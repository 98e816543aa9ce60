//! Manage Teachers page.

use serde::Deserialize;
use serde_json::json;
use tracing::info;

use edunova_shared::{validate, Subject, TeacherId, ValidationError};

use crate::config::ClientConfig;
use crate::events::UiEvents;
use crate::state::AppState;

use super::{
    end_submit, failure, parse_subject, reject, roundtrip, success, try_begin, SubmitOutcome,
};

/// Raw form fields as the page submits them.
#[derive(Debug, Clone, Default, Deserialize)]
pub struct TeacherForm {
    pub name: String,
    pub subject: String,
    pub contact: String,
    pub email: String,
}

struct ParsedTeacher {
    name: String,
    subject: Subject,
    contact: String,
    email: String,
}

fn validate_form(form: &TeacherForm) -> Result<ParsedTeacher, Vec<ValidationError>> {
    let mut errors = Vec::new();

    let name = form.name.trim();
    if name.is_empty() {
        errors.push(ValidationError::Required { field: "name" });
    }

    let subject = match parse_subject(&form.subject) {
        Ok(s) => Some(s),
        Err(e) => {
            errors.push(e);
            None
        }
    };

    let contact = match validate::contact_number(&form.contact) {
        Ok(normalised) => Some(normalised),
        Err(e) => {
            errors.push(e);
            None
        }
    };

    if let Err(e) = validate::email(&form.email) {
        errors.push(e);
    }

    if errors.is_empty() {
        // The Nones are unreachable once errors is empty.
        match (subject, contact) {
            (Some(subject), Some(contact)) => Ok(ParsedTeacher {
                name: name.to_string(),
                subject,
                contact,
                email: form.email.trim().to_string(),
            }),
            _ => Err(Vec::new()),
        }
    } else {
        Err(errors)
    }
}

/// Validate and add a teacher.  Duplicate emails are refused before the
/// round-trip so the form stays responsive.
pub async fn add_teacher(
    state: &mut AppState,
    config: &ClientConfig,
    events: &mut impl UiEvents,
    form: TeacherForm,
) -> SubmitOutcome {
    if !try_begin(state, events, config) {
        return SubmitOutcome::Rejected;
    }

    let parsed = match validate_form(&form) {
        Ok(parsed) => parsed,
        Err(errors) => {
            end_submit(state);
            return reject(events, config, errors);
        }
    };

    if state.teachers.find_active_by_email(&parsed.email).is_some() {
        end_submit(state);
        failure(
            events,
            config,
            format!("A teacher with email {} already exists", parsed.email),
        );
        return SubmitOutcome::Rejected;
    }

    roundtrip(config).await;

    let outcome = match state.teachers.add(
        parsed.name.clone(),
        parsed.subject,
        parsed.contact,
        parsed.email.clone(),
    ) {
        Ok(id) => {
            state.activity.record(
                "ADD_TEACHER",
                state.current_user.as_deref().unwrap_or("unknown"),
                json!({ "teacherId": id, "email": parsed.email }),
            );
            success(
                events,
                config,
                format!("Teacher added successfully! {} is now on the roster.", parsed.name),
            );
            SubmitOutcome::Accepted
        }
        Err(e) => {
            failure(events, config, e.to_string());
            SubmitOutcome::Rejected
        }
    };

    end_submit(state);
    outcome
}

/// Validate and update the active teacher keyed by email.
pub async fn update_teacher(
    state: &mut AppState,
    config: &ClientConfig,
    events: &mut impl UiEvents,
    form: TeacherForm,
) -> SubmitOutcome {
    if !try_begin(state, events, config) {
        return SubmitOutcome::Rejected;
    }

    let parsed = match validate_form(&form) {
        Ok(parsed) => parsed,
        Err(errors) => {
            end_submit(state);
            return reject(events, config, errors);
        }
    };

    if state.teachers.find_active_by_email(&parsed.email).is_none() {
        end_submit(state);
        failure(
            events,
            config,
            "No teacher found with that email. Use Add Teacher instead.",
        );
        return SubmitOutcome::Rejected;
    }

    roundtrip(config).await;

    let outcome = match state.teachers.update_by_email(
        &parsed.email,
        parsed.name,
        parsed.subject,
        parsed.contact,
    ) {
        Ok(id) => {
            state.activity.record(
                "UPDATE_TEACHER",
                state.current_user.as_deref().unwrap_or("unknown"),
                json!({ "teacherId": id, "email": parsed.email }),
            );
            success(events, config, "Teacher updated successfully!");
            SubmitOutcome::Accepted
        }
        Err(e) => {
            failure(events, config, e.to_string());
            SubmitOutcome::Rejected
        }
    };

    end_submit(state);
    outcome
}

/// The roster rows the Manage Teachers table shows.
pub fn active_teachers(state: &AppState) -> Vec<&edunova_store::Teacher> {
    state.teachers.active().collect()
}

/// Soft-delete a teacher.  The record stays in the roster for audit.
pub fn remove_teacher(
    state: &mut AppState,
    config: &ClientConfig,
    events: &mut impl UiEvents,
    id: TeacherId,
) -> SubmitOutcome {
    match state.teachers.deactivate(id) {
        Ok(()) => {
            info!(teacher_id = %id, "Teacher deactivated");
            state.activity.record(
                "REMOVE_TEACHER",
                state.current_user.as_deref().unwrap_or("unknown"),
                json!({ "teacherId": id }),
            );
            success(events, config, "Teacher removed successfully!");
            SubmitOutcome::Accepted
        }
        Err(e) => {
            failure(events, config, e.to_string());
            SubmitOutcome::Rejected
        }
    }
}

#[cfg(test)]
mod tests {
    use super::*;
    use crate::events::CollectedEvents;

    fn form() -> TeacherForm {
        TeacherForm {
            name: "Nadeesha Perera".into(),
            subject: "mathematics".into(),
            contact: "077-123-4567".into(),
            email: "nadeesha@edunova.lk".into(),
        }
    }

    #[tokio::test]
    async fn add_teacher_happy_path() {
        let mut state = AppState::new();
        let config = ClientConfig::instant();
        let mut events = CollectedEvents::new();

        let outcome = add_teacher(&mut state, &config, &mut events, form()).await;

        assert!(outcome.is_accepted());
        assert_eq!(state.teachers.active().count(), 1);
        assert_eq!(state.activity.len(), 1);
        assert!(!state.is_submitting);
        assert!(events.banners()[0].text.contains("Teacher added successfully"));
        // Contact normalised to bare digits.
        let teacher = state.teachers.iter().next().unwrap();
        assert_eq!(teacher.contact, "0771234567");
    }

    #[tokio::test]
    async fn all_invalid_form_reports_every_field_and_mutates_nothing() {
        let mut state = AppState::new();
        let config = ClientConfig::instant();
        let mut events = CollectedEvents::new();

        let bad = TeacherForm {
            name: "  ".into(),
            subject: "".into(),
            contact: "123".into(),
            email: "not-an-email".into(),
        };
        let outcome = add_teacher(&mut state, &config, &mut events, bad).await;

        assert_eq!(outcome, SubmitOutcome::Rejected);
        let issues = events.field_issues();
        assert_eq!(issues.len(), 4);
        let fields: Vec<&str> = issues.iter().map(|i| i.field.as_str()).collect();
        assert_eq!(fields, ["name", "subject", "contact number", "email"]);
        // Only the first issue takes focus.
        assert!(issues[0].focus);
        assert!(issues[1..].iter().all(|i| !i.focus));
        assert!(state.teachers.is_empty());
        assert!(state.activity.is_empty());
    }

    #[tokio::test]
    async fn duplicate_email_is_refused() {
        let mut state = AppState::new();
        let config = ClientConfig::instant();
        let mut events = CollectedEvents::new();

        add_teacher(&mut state, &config, &mut events, form()).await;
        let outcome = add_teacher(&mut state, &config, &mut events, form()).await;

        assert_eq!(outcome, SubmitOutcome::Rejected);
        assert_eq!(state.teachers.len(), 1);
        assert!(events
            .banners()
            .last()
            .unwrap()
            .text
            .contains("already exists"));
    }

    #[tokio::test]
    async fn in_flight_guard_refuses_reentry() {
        let mut state = AppState::new();
        let config = ClientConfig::instant();
        let mut events = CollectedEvents::new();

        state.is_submitting = true;
        let outcome = add_teacher(&mut state, &config, &mut events, form()).await;

        assert_eq!(outcome, SubmitOutcome::Rejected);
        assert!(state.teachers.is_empty());
        assert!(events.banners()[0].text.contains("already in progress"));
        // The guard does not clear a flag it never set.
        assert!(state.is_submitting);
    }

    #[tokio::test]
    async fn update_requires_existing_active_teacher() {
        let mut state = AppState::new();
        let config = ClientConfig::instant();
        let mut events = CollectedEvents::new();

        let outcome = update_teacher(&mut state, &config, &mut events, form()).await;
        assert_eq!(outcome, SubmitOutcome::Rejected);

        add_teacher(&mut state, &config, &mut events, form()).await;
        let mut updated = form();
        updated.name = "N. Perera".into();
        let outcome = update_teacher(&mut state, &config, &mut events, updated).await;
        assert!(outcome.is_accepted());
        assert_eq!(state.teachers.iter().next().unwrap().name, "N. Perera");
    }

    #[tokio::test]
    async fn remove_keeps_record_for_audit() {
        let mut state = AppState::new();
        let config = ClientConfig::instant();
        let mut events = CollectedEvents::new();

        add_teacher(&mut state, &config, &mut events, form()).await;
        let id = state.teachers.iter().next().unwrap().id;

        let outcome = remove_teacher(&mut state, &config, &mut events, id);
        assert!(outcome.is_accepted());
        assert_eq!(state.teachers.len(), 1);
        assert_eq!(state.teachers.active().count(), 0);
    }
}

## [Problem to solve]
Within the listing, how many lines carry the word "iter"? Answer with the number alone.

## [Result]
5